Una posibilidad alternativa, y quizás concurrente, es la emergencia de un federalismo de crisis. A pesar de su discurso soberanista, Texas demostró ser incapaz de gestionar una catástrofe de esta magnitud sin el masivo respaldo del gobierno federal. La declaración de "Gran Desastre" por parte del presidente Trump y el eventual despliegue de la Agencia Federal para el Manejo de Emergencias (FEMA) no fue una opción, sino una necesidad.
Esto proyecta un futuro de tensión permanente. Los estados con ideologías anti-federales se verán atrapados en un ciclo de dependencia y resentimiento. La ayuda federal se transformará en una poderosa herramienta de negociación política. La respuesta a la inundación de Texas ya fue un presagio: la demora de más de 72 horas en el despliegue de equipos de rescate de FEMA, supeditada a la aprobación personal de la Secretaria de Seguridad Nacional, Kristi Noem, evidencia cómo la asistencia puede ser administrada con criterios políticos. El propio presidente Trump, quien había abogado por desmantelar FEMA, tuvo que moderar su discurso ante la realidad política y humana del desastre.
En este porvenir, la soberanía estatal se vuelve performativa. Los líderes locales critican a Washington mientras aceptan sus fondos, y la seguridad de los ciudadanos depende menos de planes de contingencia y más del clima político entre la capital estatal y la federal.
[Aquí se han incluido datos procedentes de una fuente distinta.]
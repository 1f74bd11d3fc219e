//! Canvas wrapper for tiny-skia
//!
//! A thin abstraction over a tiny-skia `Pixmap` with the primitives paint
//! procedures need: clearing, plain fills and rounded-rectangle fills.
//! Rounded corners use the cubic bezier quarter-circle approximation.
//!
//! # Example
//!
//! ```
//! use overmark::geometry::Rect;
//! use overmark::paint::Canvas;
//! use overmark::style::Rgba;
//!
//! let mut canvas = Canvas::new_transparent(100, 40).expect("canvas");
//! canvas.fill_rounded_rect(Rect::from_xywh(4.0, 4.0, 60.0, 20.0), 6.0, Rgba::rgb(122, 89, 255));
//! assert!(canvas.pixel(30, 14).expect("pixel").alpha() > 0);
//! ```

use tiny_skia::FillRule;
use tiny_skia::Paint;
use tiny_skia::PathBuilder;
use tiny_skia::Pixmap;
use tiny_skia::PremultipliedColorU8;
use tiny_skia::Rect as SkiaRect;
use tiny_skia::Transform;

use crate::error::PaintError;
use crate::error::Result;
use crate::geometry::Rect;
use crate::geometry::Size;
use crate::style::Rgba;

// 4/3 * tan(pi/8), cubic approximation of a quarter circle.
const KAPPA: f32 = 0.552_284_8;

/// A pixel surface paint procedures draw into.
#[derive(Debug)]
pub struct Canvas {
  pixmap: Pixmap,
}

impl Canvas {
  /// Creates a canvas with the given dimensions, filled with `background`.
  ///
  /// # Errors
  ///
  /// Returns [`PaintError::CanvasCreationFailed`] when either dimension is
  /// zero or the buffer cannot be allocated.
  pub fn new(width: u32, height: u32, background: Rgba) -> Result<Self> {
    let pixmap =
      Pixmap::new(width, height).ok_or(PaintError::CanvasCreationFailed { width, height })?;
    let mut canvas = Self { pixmap };
    canvas.clear(background);
    Ok(canvas)
  }

  /// Creates a canvas filled with transparent black.
  pub fn new_transparent(width: u32, height: u32) -> Result<Self> {
    Self::new(width, height, Rgba::TRANSPARENT)
  }

  /// Wraps an existing pixmap without clearing it.
  pub fn from_pixmap(pixmap: Pixmap) -> Self {
    Self { pixmap }
  }

  #[inline]
  pub fn width(&self) -> u32 {
    self.pixmap.width()
  }

  #[inline]
  pub fn height(&self) -> u32 {
    self.pixmap.height()
  }

  #[inline]
  pub fn size(&self) -> Size {
    Size::new(self.width() as f32, self.height() as f32)
  }

  /// Canvas bounds as a rectangle at the origin.
  #[inline]
  pub fn bounds(&self) -> Rect {
    Rect::from_xywh(0.0, 0.0, self.width() as f32, self.height() as f32)
  }

  /// Fills the whole canvas with `color`.
  pub fn clear(&mut self, color: Rgba) {
    let skia_color =
      tiny_skia::Color::from_rgba8(color.r, color.g, color.b, (color.a * 255.0) as u8);
    self.pixmap.fill(skia_color);
  }

  /// Fills a rectangle. Degenerate rectangles are skipped.
  pub fn fill_rect(&mut self, rect: Rect, color: Rgba) {
    if color.is_transparent() {
      return;
    }
    if let Some(skia_rect) = to_skia_rect(rect) {
      let path = PathBuilder::from_rect(skia_rect);
      let paint = create_paint(color);
      self
        .pixmap
        .fill_path(&path, &paint, FillRule::Winding, Transform::identity(), None);
    }
  }

  /// Fills a rectangle with uniformly rounded corners.
  ///
  /// The radius is reduced to half the shorter side when it would overlap
  /// itself. A non-positive radius falls back to a plain fill.
  pub fn fill_rounded_rect(&mut self, rect: Rect, radius: f32, color: Rgba) {
    if color.is_transparent() {
      return;
    }
    if radius <= 0.0 {
      return self.fill_rect(rect, color);
    }
    if let Some(path) = rounded_rect_path(rect, radius) {
      let paint = create_paint(color);
      self
        .pixmap
        .fill_path(&path, &paint, FillRule::Winding, Transform::identity(), None);
    }
  }

  /// Reads back one pixel, premultiplied. `None` outside the canvas.
  pub fn pixel(&self, x: u32, y: u32) -> Option<PremultipliedColorU8> {
    self.pixmap.pixel(x, y)
  }

  #[inline]
  pub fn pixmap(&self) -> &Pixmap {
    &self.pixmap
  }

  #[inline]
  pub fn pixmap_mut(&mut self) -> &mut Pixmap {
    &mut self.pixmap
  }

  /// Consumes the canvas and returns the underlying pixmap.
  pub fn into_pixmap(self) -> Pixmap {
    self.pixmap
  }
}

fn create_paint(color: Rgba) -> Paint<'static> {
  let mut paint = Paint::default();
  paint.set_color_rgba8(color.r, color.g, color.b, (color.a * 255.0) as u8);
  paint.anti_alias = true;
  paint
}

fn to_skia_rect(rect: Rect) -> Option<SkiaRect> {
  SkiaRect::from_xywh(rect.x(), rect.y(), rect.width(), rect.height())
}

fn rounded_rect_path(rect: Rect, radius: f32) -> Option<tiny_skia::Path> {
  to_skia_rect(rect)?;
  let r = radius.min(rect.width() / 2.0).min(rect.height() / 2.0);
  if r <= 0.0 {
    return to_skia_rect(rect).map(PathBuilder::from_rect);
  }

  let (x0, y0) = (rect.min_x(), rect.min_y());
  let (x1, y1) = (rect.max_x(), rect.max_y());
  // Control point inset for a circular corner of radius r.
  let k = r * (1.0 - KAPPA);

  let mut pb = PathBuilder::new();
  pb.move_to(x0 + r, y0);
  pb.line_to(x1 - r, y0);
  pb.cubic_to(x1 - k, y0, x1, y0 + k, x1, y0 + r);
  pb.line_to(x1, y1 - r);
  pb.cubic_to(x1, y1 - k, x1 - k, y1, x1 - r, y1);
  pb.line_to(x0 + r, y1);
  pb.cubic_to(x0 + k, y1, x0, y1 - k, x0, y1 - r);
  pb.line_to(x0, y0 + r);
  pb.cubic_to(x0, y0 + k, x0 + k, y0, x0 + r, y0);
  pb.close();
  pb.finish()
}

#[cfg(test)]
mod tests {
  use super::*;

  fn rgba(pixel: PremultipliedColorU8) -> (u8, u8, u8, u8) {
    (pixel.red(), pixel.green(), pixel.blue(), pixel.alpha())
  }

  #[test]
  fn test_canvas_creation() {
    let canvas = Canvas::new(100, 50, Rgba::WHITE).expect("canvas");
    assert_eq!(canvas.width(), 100);
    assert_eq!(canvas.height(), 50);
    assert_eq!(canvas.bounds(), Rect::from_xywh(0.0, 0.0, 100.0, 50.0));
  }

  #[test]
  fn test_canvas_creation_rejects_zero_dimension() {
    let err = Canvas::new(0, 50, Rgba::WHITE).expect_err("zero width");
    assert!(format!("{}", err).contains("0x50"));
  }

  #[test]
  fn test_clear_sets_every_pixel() {
    let mut canvas = Canvas::new(4, 4, Rgba::WHITE).expect("canvas");
    canvas.clear(Rgba::rgb(255, 0, 0));
    assert_eq!(rgba(canvas.pixel(0, 0).expect("pixel")), (255, 0, 0, 255));
    assert_eq!(rgba(canvas.pixel(3, 3).expect("pixel")), (255, 0, 0, 255));
  }

  #[test]
  fn test_fill_rect_stays_in_bounds() {
    let mut canvas = Canvas::new_transparent(20, 20).expect("canvas");
    canvas.fill_rect(Rect::from_xywh(5.0, 5.0, 10.0, 10.0), Rgba::rgb(0, 0, 255));
    assert_eq!(rgba(canvas.pixel(10, 10).expect("pixel")), (0, 0, 255, 255));
    assert_eq!(canvas.pixel(2, 2).expect("pixel").alpha(), 0);
  }

  #[test]
  fn test_fill_rect_skips_degenerate() {
    let mut canvas = Canvas::new_transparent(10, 10).expect("canvas");
    canvas.fill_rect(Rect::from_xywh(2.0, 2.0, 0.0, 5.0), Rgba::BLACK);
    canvas.fill_rect(Rect::from_xywh(2.0, 2.0, -3.0, 5.0), Rgba::BLACK);
    assert_eq!(canvas.pixel(2, 4).expect("pixel").alpha(), 0);
  }

  #[test]
  fn test_rounded_rect_clips_corners() {
    let mut canvas = Canvas::new_transparent(40, 40).expect("canvas");
    canvas.fill_rounded_rect(
      Rect::from_xywh(0.0, 0.0, 40.0, 40.0),
      12.0,
      Rgba::rgb(0, 255, 0),
    );
    // Center and edge midpoints are inside the shape, the extreme corner is not.
    assert_eq!(rgba(canvas.pixel(20, 20).expect("pixel")), (0, 255, 0, 255));
    assert_eq!(rgba(canvas.pixel(20, 0).expect("pixel")), (0, 255, 0, 255));
    assert_eq!(canvas.pixel(0, 0).expect("pixel").alpha(), 0);
  }

  #[test]
  fn test_rounded_rect_radius_clamps_to_half_extent() {
    let mut canvas = Canvas::new_transparent(40, 10).expect("canvas");
    // Radius exceeds half the height; the shape must still cover the middle row.
    canvas.fill_rounded_rect(
      Rect::from_xywh(0.0, 0.0, 40.0, 10.0),
      30.0,
      Rgba::rgb(255, 0, 0),
    );
    assert_eq!(rgba(canvas.pixel(20, 5).expect("pixel")), (255, 0, 0, 255));
  }

  #[test]
  fn test_zero_radius_matches_plain_fill() {
    let mut canvas = Canvas::new_transparent(10, 10).expect("canvas");
    canvas.fill_rounded_rect(Rect::from_xywh(1.0, 1.0, 8.0, 8.0), 0.0, Rgba::BLACK);
    assert_eq!(canvas.pixel(1, 1).expect("pixel").alpha(), 255);
  }

  #[test]
  fn test_translucent_fill_premultiplies() {
    let mut canvas = Canvas::new_transparent(10, 10).expect("canvas");
    canvas.fill_rect(
      Rect::from_xywh(0.0, 0.0, 10.0, 10.0),
      Rgba::new(122, 89, 255, 0.5),
    );
    let pixel = canvas.pixel(5, 5).expect("pixel");
    assert!(pixel.alpha() > 100 && pixel.alpha() < 150);
    assert!(pixel.red() <= pixel.alpha());
  }
}
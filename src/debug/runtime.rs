//! Runtime debug toggles
//!
//! Behavior switches sourced from `OVERMARK_*` environment variables, read
//! once per process. Tests install temporary overrides through
//! [`with_runtime_toggles`] instead of mutating the process environment.

use std::collections::HashMap;
use std::sync::Arc;
use std::sync::OnceLock;
use std::sync::RwLock;

/// Parsed runtime debug/configuration toggles sourced from `OVERMARK_*`
/// environment variables.
///
/// Values are captured once (via [`RuntimeToggles::from_env`]) and then
/// reused for the process lifetime. Callers can also construct instances
/// manually to override environment-derived behavior when embedding the
/// library.
#[derive(Debug, Clone, Default)]
pub struct RuntimeToggles {
  raw: HashMap<String, String>,
}

impl RuntimeToggles {
  /// Parse all `OVERMARK_*` environment variables into a toggle map.
  pub fn from_env() -> Self {
    let raw = std::env::vars()
      .filter(|(k, _)| k.starts_with("OVERMARK_"))
      .collect::<HashMap<_, _>>();
    Self { raw }
  }

  /// Construct a toggle set from a provided map of key/value pairs.
  pub fn from_map(raw: HashMap<String, String>) -> Self {
    Self { raw }
  }

  /// Returns the raw string value for a toggle, if set.
  pub fn get(&self, key: &str) -> Option<&str> {
    self.raw.get(key).map(String::as_str)
  }

  /// Returns true when the toggle is present and truthy (`!= 0`/`false`/`off`).
  pub fn truthy(&self, key: &str) -> bool {
    self
      .get(key)
      .map(|v| !matches_ignore_case(v, &["0", "false", "off"]))
      .unwrap_or(false)
  }

  /// Parse a toggle as `u64`, returning `None` when unset or unparseable.
  pub fn u64(&self, key: &str) -> Option<u64> {
    self.get(key).and_then(|v| v.trim().parse::<u64>().ok())
  }

  /// Skip paint procedure registration and invocation entirely. Highlight
  /// sessions still write their custom properties.
  pub fn no_paint(&self) -> bool {
    self.truthy("OVERMARK_NO_PAINT")
  }

  /// Resize debounce window override, in milliseconds.
  pub fn debounce_ms(&self) -> Option<u64> {
    self.u64("OVERMARK_DEBOUNCE_MS")
  }

  /// Log each highlight recompute triggered by a resize notification.
  pub fn hl_trace(&self) -> bool {
    self.truthy("OVERMARK_HL_TRACE")
  }
}

fn matches_ignore_case(value: &str, candidates: &[&str]) -> bool {
  let lower = value.trim().to_ascii_lowercase();
  candidates.iter().any(|c| lower == *c)
}

static DEFAULT_TOGGLES: OnceLock<Arc<RuntimeToggles>> = OnceLock::new();
static ACTIVE_TOGGLES: OnceLock<RwLock<Arc<RuntimeToggles>>> = OnceLock::new();

/// Returns the currently active runtime toggles.
///
/// Defaults to `RuntimeToggles::from_env()` if no overrides are installed.
pub fn runtime_toggles() -> Arc<RuntimeToggles> {
  ACTIVE_TOGGLES
    .get_or_init(|| RwLock::new(default_toggles()))
    .read()
    .expect("runtime toggles lock poisoned")
    .clone()
}

fn default_toggles() -> Arc<RuntimeToggles> {
  DEFAULT_TOGGLES
    .get_or_init(|| Arc::new(RuntimeToggles::from_env()))
    .clone()
}

/// Guard that restores the previous active toggles when dropped.
pub struct RuntimeTogglesGuard {
  previous: Arc<RuntimeToggles>,
}

impl Drop for RuntimeTogglesGuard {
  fn drop(&mut self) {
    if let Some(lock) = ACTIVE_TOGGLES.get() {
      if let Ok(mut guard) = lock.write() {
        *guard = self.previous.clone();
      }
    }
  }
}

/// Install the provided toggles as the active set for the duration of the
/// returned guard.
pub fn set_runtime_toggles(toggles: Arc<RuntimeToggles>) -> RuntimeTogglesGuard {
  let previous = ACTIVE_TOGGLES
    .get_or_init(|| RwLock::new(default_toggles()))
    .write()
    .expect("runtime toggles lock poisoned")
    .clone();
  if let Some(lock) = ACTIVE_TOGGLES.get() {
    if let Ok(mut guard) = lock.write() {
      *guard = toggles;
    }
  }
  RuntimeTogglesGuard { previous }
}

/// Convenience helper to run a closure with a temporary toggles override.
pub fn with_runtime_toggles<T>(toggles: Arc<RuntimeToggles>, f: impl FnOnce() -> T) -> T {
  let guard = set_runtime_toggles(toggles);
  let result = f();
  drop(guard);
  result
}
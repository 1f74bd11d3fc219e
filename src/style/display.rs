//! CSS Display property
//!
//! The display property decides two things this engine cares about:
//! whether an element is a block container (blocks stack vertically and
//! bound highlight containers) and whether a subtree renders at all
//! (`display: none` content contributes no rendered text and no geometry).
//!
//! # Examples
//!
//! ```
//! use overmark::style::Display;
//!
//! let display = Display::parse("flex").unwrap();
//! assert!(display.is_block_level());
//! ```

use std::fmt;

/// CSS display property value
///
/// # Examples
///
/// ```
/// use overmark::style::Display;
///
/// let block = Display::Block;
/// assert!(block.is_block_level());
/// assert!(!Display::Inline.is_block_level());
/// ```
#[derive(Debug, Clone, Copy, PartialEq, Eq, Hash)]
pub enum Display {
  /// Element generates no boxes (removed from layout tree)
  None,
  /// Block-level box
  Block,
  /// Inline-level box
  Inline,
  /// Inline-level box that establishes its own block formatting context
  InlineBlock,
  /// Block-level flex container
  Flex,
  /// Inline-level flex container
  InlineFlex,
  /// Block-level grid container
  Grid,
  /// Inline-level grid container
  InlineGrid,
  /// Block-level table wrapper box
  Table,
  /// List item box (block with marker)
  ListItem,
  /// Block-level box establishing a new block formatting context
  FlowRoot,
}

impl Display {
  /// Returns true if this display value means the element generates no boxes
  pub fn is_none(self) -> bool {
    matches!(self, Display::None)
  }

  /// Returns true if the element generates block-level boxes
  ///
  /// Block-level elements stack vertically and can act as highlight
  /// containers.
  ///
  /// # Examples
  ///
  /// ```
  /// use overmark::style::Display;
  ///
  /// assert!(Display::Block.is_block_level());
  /// assert!(Display::Flex.is_block_level());
  /// assert!(Display::Grid.is_block_level());
  /// assert!(Display::Table.is_block_level());
  /// assert!(!Display::Inline.is_block_level());
  /// assert!(!Display::InlineFlex.is_block_level());
  /// ```
  pub fn is_block_level(self) -> bool {
    matches!(
      self,
      Display::Block
        | Display::Flex
        | Display::Grid
        | Display::Table
        | Display::ListItem
        | Display::FlowRoot
    )
  }

  /// Returns true if the element generates inline-level boxes
  pub fn is_inline_level(self) -> bool {
    matches!(
      self,
      Display::Inline | Display::InlineBlock | Display::InlineFlex | Display::InlineGrid
    )
  }

  /// Parse a display value from a CSS string
  ///
  /// # Examples
  ///
  /// ```
  /// use overmark::style::Display;
  ///
  /// assert_eq!(Display::parse("block").unwrap(), Display::Block);
  /// assert_eq!(Display::parse("inline-block").unwrap(), Display::InlineBlock);
  /// assert!(Display::parse("ruby").is_err());
  /// ```
  pub fn parse(s: &str) -> Result<Self, DisplayParseError> {
    let s = s.trim().to_lowercase();
    match s.as_str() {
      "none" => Ok(Display::None),
      "block" => Ok(Display::Block),
      "inline" => Ok(Display::Inline),
      "inline-block" => Ok(Display::InlineBlock),
      "flex" => Ok(Display::Flex),
      "inline-flex" => Ok(Display::InlineFlex),
      "grid" => Ok(Display::Grid),
      "inline-grid" => Ok(Display::InlineGrid),
      "table" => Ok(Display::Table),
      "list-item" => Ok(Display::ListItem),
      "flow-root" => Ok(Display::FlowRoot),
      _ => Err(DisplayParseError::InvalidValue(s.to_string())),
    }
  }

  /// The user-agent default display for an HTML tag.
  ///
  /// Covers the subset of the HTML UA stylesheet this engine needs:
  /// document metadata and scripting elements default to `none` (which is
  /// what keeps them out of rendered text), the usual structural elements
  /// default to `block`, and everything else is `inline`.
  pub fn ua_default(tag: &str) -> Display {
    match tag {
      "head" | "meta" | "link" | "title" | "base" | "script" | "style" | "template"
      | "noframes" => Display::None,
      "html" | "body" | "div" | "p" | "h1" | "h2" | "h3" | "h4" | "h5" | "h6" | "ul" | "ol"
      | "blockquote" | "pre" | "section" | "article" | "header" | "footer" | "nav" | "aside"
      | "main" | "figure" | "figcaption" | "address" | "fieldset" | "form" | "hr" | "dl"
      | "dt" | "dd" | "details" | "summary" | "dialog" => Display::Block,
      "li" => Display::ListItem,
      "table" => Display::Table,
      _ => Display::Inline,
    }
  }
}

/// Error when parsing display value
#[derive(Debug, Clone, PartialEq, Eq)]
pub enum DisplayParseError {
  /// Invalid display value
  InvalidValue(String),
}

impl fmt::Display for DisplayParseError {
  fn fmt(&self, f: &mut fmt::Formatter<'_>) -> fmt::Result {
    match self {
      DisplayParseError::InvalidValue(s) => {
        write!(f, "Invalid display value: '{}'", s)
      }
    }
  }
}

impl std::error::Error for DisplayParseError {}

impl fmt::Display for Display {
  fn fmt(&self, f: &mut fmt::Formatter<'_>) -> fmt::Result {
    match self {
      Display::None => write!(f, "none"),
      Display::Block => write!(f, "block"),
      Display::Inline => write!(f, "inline"),
      Display::InlineBlock => write!(f, "inline-block"),
      Display::Flex => write!(f, "flex"),
      Display::InlineFlex => write!(f, "inline-flex"),
      Display::Grid => write!(f, "grid"),
      Display::InlineGrid => write!(f, "inline-grid"),
      Display::Table => write!(f, "table"),
      Display::ListItem => write!(f, "list-item"),
      Display::FlowRoot => write!(f, "flow-root"),
    }
  }
}

#[cfg(test)]
mod tests {
  use super::*;

  #[test]
  fn test_parse_basic_values() {
    assert_eq!(Display::parse("block").unwrap(), Display::Block);
    assert_eq!(Display::parse("inline").unwrap(), Display::Inline);
    assert_eq!(Display::parse("none").unwrap(), Display::None);
    assert_eq!(Display::parse("flex").unwrap(), Display::Flex);
    assert_eq!(Display::parse("grid").unwrap(), Display::Grid);
    assert_eq!(Display::parse("table").unwrap(), Display::Table);
    assert_eq!(Display::parse("list-item").unwrap(), Display::ListItem);
    assert_eq!(Display::parse("flow-root").unwrap(), Display::FlowRoot);
  }

  #[test]
  fn test_parse_case_insensitive() {
    assert_eq!(Display::parse("BLOCK").unwrap(), Display::Block);
    assert_eq!(Display::parse("Inline-Block").unwrap(), Display::InlineBlock);
  }

  #[test]
  fn test_parse_with_whitespace() {
    assert_eq!(Display::parse("  block  ").unwrap(), Display::Block);
    assert_eq!(Display::parse("\tflex\n").unwrap(), Display::Flex);
  }

  #[test]
  fn test_parse_invalid() {
    assert!(Display::parse("invalid").is_err());
    assert!(Display::parse("").is_err());
    assert!(Display::parse("block-inline").is_err());
  }

  #[test]
  fn test_is_block_level() {
    assert!(Display::Block.is_block_level());
    assert!(Display::Flex.is_block_level());
    assert!(Display::Grid.is_block_level());
    assert!(Display::Table.is_block_level());
    assert!(Display::ListItem.is_block_level());
    assert!(Display::FlowRoot.is_block_level());

    assert!(!Display::Inline.is_block_level());
    assert!(!Display::InlineBlock.is_block_level());
    assert!(!Display::InlineFlex.is_block_level());
    assert!(!Display::InlineGrid.is_block_level());
    assert!(!Display::None.is_block_level());
  }

  #[test]
  fn test_is_inline_level() {
    assert!(Display::Inline.is_inline_level());
    assert!(Display::InlineBlock.is_inline_level());
    assert!(Display::InlineFlex.is_inline_level());
    assert!(Display::InlineGrid.is_inline_level());

    assert!(!Display::Block.is_inline_level());
    assert!(!Display::None.is_inline_level());
  }

  #[test]
  fn test_ua_defaults() {
    assert_eq!(Display::ua_default("div"), Display::Block);
    assert_eq!(Display::ua_default("p"), Display::Block);
    assert_eq!(Display::ua_default("body"), Display::Block);
    assert_eq!(Display::ua_default("li"), Display::ListItem);
    assert_eq!(Display::ua_default("table"), Display::Table);
    assert_eq!(Display::ua_default("span"), Display::Inline);
    assert_eq!(Display::ua_default("a"), Display::Inline);
    assert_eq!(Display::ua_default("b"), Display::Inline);
    assert_eq!(Display::ua_default("custom-element"), Display::Inline);
    assert_eq!(Display::ua_default("script"), Display::None);
    assert_eq!(Display::ua_default("style"), Display::None);
    assert_eq!(Display::ua_default("head"), Display::None);
    assert_eq!(Display::ua_default("template"), Display::None);
  }

  #[test]
  fn test_display_formatting_round_trip() {
    let values = vec![
      Display::None,
      Display::Block,
      Display::Inline,
      Display::InlineBlock,
      Display::Flex,
      Display::InlineFlex,
      Display::Grid,
      Display::InlineGrid,
      Display::Table,
      Display::ListItem,
      Display::FlowRoot,
    ];

    for display in values {
      let string = format!("{}", display);
      let parsed = Display::parse(&string).unwrap();
      assert_eq!(parsed, display, "Round-trip failed for {:?}", display);
    }
  }

  #[test]
  fn test_parse_error_message() {
    let err = Display::parse("invalid").unwrap_err();
    assert_eq!(err.to_string(), "Invalid display value: 'invalid'");
  }
}
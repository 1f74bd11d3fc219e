pub mod debug;
pub mod dom;
pub mod error;
pub mod geometry;
pub mod highlight;
pub mod layout;
pub mod locate;
pub mod paint;
pub mod speech;
pub mod style;
pub mod text;

pub use error::{Error, Result};
pub use geometry::{Point, Rect, Size};
pub use highlight::{HighlightOptions, Highlighter};
pub use speech::SpeechDriver;

// Re-export the types most callers touch alongside the session.
pub use dom::{parse_html, Document, NodeId, SelectionRange};
pub use style::{ComputedStyles, Rgba};
pub use text::FixedAdvanceMetrics;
El fracaso sistémico a todos los niveles —desde las alertas meteorológicas fallidas por un Servicio Nacional Meteorológico mermado por recortes, hasta la inoperancia de los sistemas de comunicación locales— crea un vacío que solo la ciudadanía puede llenar. Este tercer escenario visualiza un futuro donde la gobernanza se fragmenta y da paso a un mosaico de redes de ayuda mutua.
Las historias de sobrevivientes que se organizaron en techos, que rompieron ventanas para escapar o que intentaron salvar a sus vecinos en kayaks, son el embrión de esta nueva forma de organización social. Impulsadas por la tecnología y la desconfianza en las instituciones, podrían surgir "micro-contratos sociales" a nivel de vecindario, comunidades religiosas o grupos de afinidad, que gestionen sus propios sistemas de alerta, rescate y reconstrucción.
Este futuro es profundamente ambivalente. Por un lado, representa un renacimiento del espíritu cívico y la acción directa. Por otro, es una respuesta inherentemente desigual y precaria. Sin la escala, los recursos y la capacidad de coordinación de un Estado funcional, esta resiliencia fragmentada puede derivar en tribalismo, dejando fuera a los más aislados y reforzando las divisiones sociales existentes.
La gran inundación de Texas no ofrece una única visión del futuro, sino un híbrido caótico donde estos tres escenarios se entrelazan. Veremos un Estado que se retira ideológicamente pero interviene políticamente; corporaciones que asumen funciones cuasi-gubernamentales; y una ciudadanía que aprende a sobrevivir en los márgenes, forjando lazos de solidaridad tan fuertes como frágiles.
La tragedia de Texas es un espejo para otras regiones del mundo que enfrentan la doble amenaza de la polarización política y el colapso climático. La pregunta que nos deja flotando no es si el desastre volverá a ocurrir, sino cómo responderemos. ¿Confiaremos en un Estado politizado, en la lógica del mercado, o en la fuerza de nuestras propias comunidades? La respuesta definirá no solo quién sobrevive a la próxima inundación, sino qué tipo de sociedad emergerá de las aguas.